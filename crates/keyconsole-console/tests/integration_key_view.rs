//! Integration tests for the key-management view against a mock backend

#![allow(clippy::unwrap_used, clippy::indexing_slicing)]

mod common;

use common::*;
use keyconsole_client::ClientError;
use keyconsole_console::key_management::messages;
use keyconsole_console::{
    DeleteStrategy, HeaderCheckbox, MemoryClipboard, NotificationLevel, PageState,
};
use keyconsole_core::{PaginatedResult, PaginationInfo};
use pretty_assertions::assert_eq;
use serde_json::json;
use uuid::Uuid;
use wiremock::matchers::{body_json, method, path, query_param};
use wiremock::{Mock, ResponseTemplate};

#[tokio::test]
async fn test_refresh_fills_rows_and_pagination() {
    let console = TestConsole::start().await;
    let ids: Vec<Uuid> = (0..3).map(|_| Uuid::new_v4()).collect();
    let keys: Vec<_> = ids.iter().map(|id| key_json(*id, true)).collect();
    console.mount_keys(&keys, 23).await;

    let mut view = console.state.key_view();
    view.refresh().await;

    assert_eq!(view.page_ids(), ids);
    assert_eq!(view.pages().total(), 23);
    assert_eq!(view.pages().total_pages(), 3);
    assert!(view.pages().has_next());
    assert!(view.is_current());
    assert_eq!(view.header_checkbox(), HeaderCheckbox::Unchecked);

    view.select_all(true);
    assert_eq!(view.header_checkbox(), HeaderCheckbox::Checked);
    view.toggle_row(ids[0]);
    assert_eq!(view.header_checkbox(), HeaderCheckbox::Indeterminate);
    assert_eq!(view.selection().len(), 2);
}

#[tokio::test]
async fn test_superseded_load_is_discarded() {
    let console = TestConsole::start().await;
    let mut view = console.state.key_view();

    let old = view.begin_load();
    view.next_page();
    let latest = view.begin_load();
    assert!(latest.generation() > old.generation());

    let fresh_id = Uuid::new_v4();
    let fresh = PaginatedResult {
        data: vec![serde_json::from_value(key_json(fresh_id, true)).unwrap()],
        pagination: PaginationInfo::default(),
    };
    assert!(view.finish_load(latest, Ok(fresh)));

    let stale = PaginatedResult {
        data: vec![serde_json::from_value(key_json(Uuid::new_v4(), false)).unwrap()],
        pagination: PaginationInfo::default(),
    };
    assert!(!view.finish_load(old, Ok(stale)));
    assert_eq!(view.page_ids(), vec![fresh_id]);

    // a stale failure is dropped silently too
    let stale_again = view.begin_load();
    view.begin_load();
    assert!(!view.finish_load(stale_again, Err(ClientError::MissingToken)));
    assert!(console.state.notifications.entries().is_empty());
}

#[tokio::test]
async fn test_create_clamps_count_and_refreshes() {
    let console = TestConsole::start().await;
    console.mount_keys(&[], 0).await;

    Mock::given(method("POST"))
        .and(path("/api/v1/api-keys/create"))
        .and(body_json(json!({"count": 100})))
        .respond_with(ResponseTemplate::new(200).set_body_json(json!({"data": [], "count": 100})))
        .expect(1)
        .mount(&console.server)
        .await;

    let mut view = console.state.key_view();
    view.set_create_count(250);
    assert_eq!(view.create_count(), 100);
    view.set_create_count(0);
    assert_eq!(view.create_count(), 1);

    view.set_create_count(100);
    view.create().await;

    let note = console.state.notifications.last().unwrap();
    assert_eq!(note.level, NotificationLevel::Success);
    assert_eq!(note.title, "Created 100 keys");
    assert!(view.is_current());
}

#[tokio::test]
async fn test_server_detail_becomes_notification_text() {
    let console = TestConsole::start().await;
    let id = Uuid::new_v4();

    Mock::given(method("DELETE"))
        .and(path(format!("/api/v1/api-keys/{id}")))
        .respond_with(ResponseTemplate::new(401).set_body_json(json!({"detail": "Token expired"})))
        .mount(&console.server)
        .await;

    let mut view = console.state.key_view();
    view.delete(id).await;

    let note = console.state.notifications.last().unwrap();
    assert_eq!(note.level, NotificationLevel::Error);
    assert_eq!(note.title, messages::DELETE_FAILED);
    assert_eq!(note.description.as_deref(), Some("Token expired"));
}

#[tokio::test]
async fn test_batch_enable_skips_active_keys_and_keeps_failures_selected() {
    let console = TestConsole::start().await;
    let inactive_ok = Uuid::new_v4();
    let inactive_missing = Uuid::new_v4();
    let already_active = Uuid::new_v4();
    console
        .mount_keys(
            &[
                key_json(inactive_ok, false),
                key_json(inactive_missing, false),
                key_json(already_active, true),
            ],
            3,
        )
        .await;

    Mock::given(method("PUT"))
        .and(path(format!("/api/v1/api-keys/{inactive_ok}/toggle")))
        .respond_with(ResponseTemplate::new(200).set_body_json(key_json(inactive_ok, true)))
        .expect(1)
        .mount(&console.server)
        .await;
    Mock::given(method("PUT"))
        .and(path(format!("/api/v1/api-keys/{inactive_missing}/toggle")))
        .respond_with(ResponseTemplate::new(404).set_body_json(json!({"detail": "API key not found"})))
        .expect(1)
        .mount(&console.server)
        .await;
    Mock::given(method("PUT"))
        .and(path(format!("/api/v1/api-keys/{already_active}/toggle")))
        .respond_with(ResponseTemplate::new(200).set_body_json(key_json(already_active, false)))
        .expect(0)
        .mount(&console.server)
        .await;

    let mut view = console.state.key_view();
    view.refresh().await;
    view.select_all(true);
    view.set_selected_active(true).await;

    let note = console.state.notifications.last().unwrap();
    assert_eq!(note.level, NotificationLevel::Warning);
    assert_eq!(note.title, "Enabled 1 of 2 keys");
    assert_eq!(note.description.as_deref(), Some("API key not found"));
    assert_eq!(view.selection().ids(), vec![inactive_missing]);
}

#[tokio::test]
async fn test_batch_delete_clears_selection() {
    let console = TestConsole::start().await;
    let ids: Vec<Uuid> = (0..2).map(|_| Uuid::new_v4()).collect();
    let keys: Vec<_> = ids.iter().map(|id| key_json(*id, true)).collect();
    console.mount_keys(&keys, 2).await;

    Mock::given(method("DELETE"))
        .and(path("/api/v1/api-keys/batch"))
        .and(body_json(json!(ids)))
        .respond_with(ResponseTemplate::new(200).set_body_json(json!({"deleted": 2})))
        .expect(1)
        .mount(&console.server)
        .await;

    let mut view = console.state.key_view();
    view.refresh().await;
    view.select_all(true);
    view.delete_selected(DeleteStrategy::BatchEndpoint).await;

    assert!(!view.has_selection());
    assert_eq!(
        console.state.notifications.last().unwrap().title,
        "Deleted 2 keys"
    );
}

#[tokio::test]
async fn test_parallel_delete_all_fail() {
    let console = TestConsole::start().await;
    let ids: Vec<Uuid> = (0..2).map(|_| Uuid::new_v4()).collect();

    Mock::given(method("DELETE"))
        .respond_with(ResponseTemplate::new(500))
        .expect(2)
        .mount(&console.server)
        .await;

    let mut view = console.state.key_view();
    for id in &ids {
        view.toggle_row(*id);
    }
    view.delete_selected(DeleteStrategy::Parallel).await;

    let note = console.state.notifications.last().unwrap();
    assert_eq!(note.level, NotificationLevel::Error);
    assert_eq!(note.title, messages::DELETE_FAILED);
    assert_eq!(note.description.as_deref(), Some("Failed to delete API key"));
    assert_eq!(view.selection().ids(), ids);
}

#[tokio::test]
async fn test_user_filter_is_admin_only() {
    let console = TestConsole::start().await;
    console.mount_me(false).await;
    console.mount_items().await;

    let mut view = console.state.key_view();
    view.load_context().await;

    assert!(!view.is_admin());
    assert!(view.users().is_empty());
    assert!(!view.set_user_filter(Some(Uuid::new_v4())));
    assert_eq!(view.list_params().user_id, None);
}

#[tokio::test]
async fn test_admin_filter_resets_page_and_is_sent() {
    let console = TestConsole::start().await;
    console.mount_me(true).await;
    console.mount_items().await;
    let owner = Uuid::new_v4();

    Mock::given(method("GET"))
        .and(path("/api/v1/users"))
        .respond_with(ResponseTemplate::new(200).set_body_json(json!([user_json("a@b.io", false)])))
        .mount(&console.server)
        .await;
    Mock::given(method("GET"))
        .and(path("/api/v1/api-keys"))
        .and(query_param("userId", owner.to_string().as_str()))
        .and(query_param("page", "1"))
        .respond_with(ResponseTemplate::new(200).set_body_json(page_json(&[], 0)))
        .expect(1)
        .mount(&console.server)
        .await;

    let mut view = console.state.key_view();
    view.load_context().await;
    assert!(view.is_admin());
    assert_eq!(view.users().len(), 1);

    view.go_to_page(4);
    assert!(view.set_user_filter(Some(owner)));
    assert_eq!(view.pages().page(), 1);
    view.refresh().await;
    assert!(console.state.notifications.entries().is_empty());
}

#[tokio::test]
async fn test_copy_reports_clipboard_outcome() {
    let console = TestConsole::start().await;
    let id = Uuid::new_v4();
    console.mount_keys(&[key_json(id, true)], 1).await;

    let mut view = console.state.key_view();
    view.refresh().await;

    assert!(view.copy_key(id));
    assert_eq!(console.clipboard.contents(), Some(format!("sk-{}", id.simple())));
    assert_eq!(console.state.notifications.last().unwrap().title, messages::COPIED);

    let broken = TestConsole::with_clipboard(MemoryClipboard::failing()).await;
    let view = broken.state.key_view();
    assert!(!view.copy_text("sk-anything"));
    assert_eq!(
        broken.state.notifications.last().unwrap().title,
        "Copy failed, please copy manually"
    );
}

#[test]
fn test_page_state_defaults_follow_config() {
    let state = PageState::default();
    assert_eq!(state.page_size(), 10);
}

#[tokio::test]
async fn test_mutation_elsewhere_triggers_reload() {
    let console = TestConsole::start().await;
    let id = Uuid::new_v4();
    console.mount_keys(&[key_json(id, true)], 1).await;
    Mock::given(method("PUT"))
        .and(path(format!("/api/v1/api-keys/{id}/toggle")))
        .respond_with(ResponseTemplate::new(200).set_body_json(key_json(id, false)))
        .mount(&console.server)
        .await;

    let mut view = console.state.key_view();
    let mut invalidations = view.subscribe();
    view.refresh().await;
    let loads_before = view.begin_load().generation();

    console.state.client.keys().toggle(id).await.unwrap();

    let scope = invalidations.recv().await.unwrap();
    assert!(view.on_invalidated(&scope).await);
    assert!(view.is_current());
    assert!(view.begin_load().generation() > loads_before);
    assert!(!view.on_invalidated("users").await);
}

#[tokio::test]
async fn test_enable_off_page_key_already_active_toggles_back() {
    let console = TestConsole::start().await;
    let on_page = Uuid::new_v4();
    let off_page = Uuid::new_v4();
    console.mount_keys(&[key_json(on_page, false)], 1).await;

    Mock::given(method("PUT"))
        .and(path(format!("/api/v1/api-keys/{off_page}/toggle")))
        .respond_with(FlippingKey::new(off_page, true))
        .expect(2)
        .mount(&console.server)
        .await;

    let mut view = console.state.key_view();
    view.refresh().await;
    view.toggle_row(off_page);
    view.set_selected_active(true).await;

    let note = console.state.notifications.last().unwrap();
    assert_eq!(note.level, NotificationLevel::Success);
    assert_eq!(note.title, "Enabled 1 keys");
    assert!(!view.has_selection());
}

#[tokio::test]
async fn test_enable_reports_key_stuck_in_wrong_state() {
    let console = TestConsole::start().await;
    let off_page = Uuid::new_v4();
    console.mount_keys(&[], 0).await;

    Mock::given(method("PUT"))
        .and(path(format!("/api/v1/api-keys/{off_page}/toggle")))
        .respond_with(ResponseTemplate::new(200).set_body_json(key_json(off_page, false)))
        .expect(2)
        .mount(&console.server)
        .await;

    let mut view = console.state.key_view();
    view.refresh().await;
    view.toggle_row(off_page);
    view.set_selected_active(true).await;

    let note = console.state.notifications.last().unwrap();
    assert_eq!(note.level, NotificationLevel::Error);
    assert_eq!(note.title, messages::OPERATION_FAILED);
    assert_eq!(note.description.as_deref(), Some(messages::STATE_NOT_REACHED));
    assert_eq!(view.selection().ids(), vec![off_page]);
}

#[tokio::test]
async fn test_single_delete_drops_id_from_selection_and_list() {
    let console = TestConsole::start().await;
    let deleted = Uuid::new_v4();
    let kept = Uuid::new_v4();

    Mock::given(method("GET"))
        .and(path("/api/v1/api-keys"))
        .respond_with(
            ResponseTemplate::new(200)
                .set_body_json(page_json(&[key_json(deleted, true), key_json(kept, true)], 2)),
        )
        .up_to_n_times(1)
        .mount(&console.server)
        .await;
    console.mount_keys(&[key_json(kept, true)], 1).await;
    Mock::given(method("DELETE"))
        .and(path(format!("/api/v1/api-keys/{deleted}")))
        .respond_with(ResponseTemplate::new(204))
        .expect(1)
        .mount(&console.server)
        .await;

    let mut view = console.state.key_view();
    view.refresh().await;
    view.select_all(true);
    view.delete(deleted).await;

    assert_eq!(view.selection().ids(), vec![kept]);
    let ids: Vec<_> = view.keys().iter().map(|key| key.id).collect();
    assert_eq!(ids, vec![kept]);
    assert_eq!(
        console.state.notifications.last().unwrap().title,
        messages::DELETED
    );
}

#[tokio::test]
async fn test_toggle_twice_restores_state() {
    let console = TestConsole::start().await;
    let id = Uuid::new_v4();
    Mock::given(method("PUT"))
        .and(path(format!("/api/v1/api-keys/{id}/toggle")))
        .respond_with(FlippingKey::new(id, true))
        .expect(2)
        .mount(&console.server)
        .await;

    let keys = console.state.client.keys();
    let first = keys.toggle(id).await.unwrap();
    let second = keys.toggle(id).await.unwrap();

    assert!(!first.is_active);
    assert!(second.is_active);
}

* * * * * * *

Lines that hold "users" are the ones to copy, so pick each out from the data.

**Response**
    assert!(view.users().is_empty());
        .and(path("/api/v1/users"))
    assert_eq!(view.users().len(), 1);
    assert!(!view.on_invalidated("users").await);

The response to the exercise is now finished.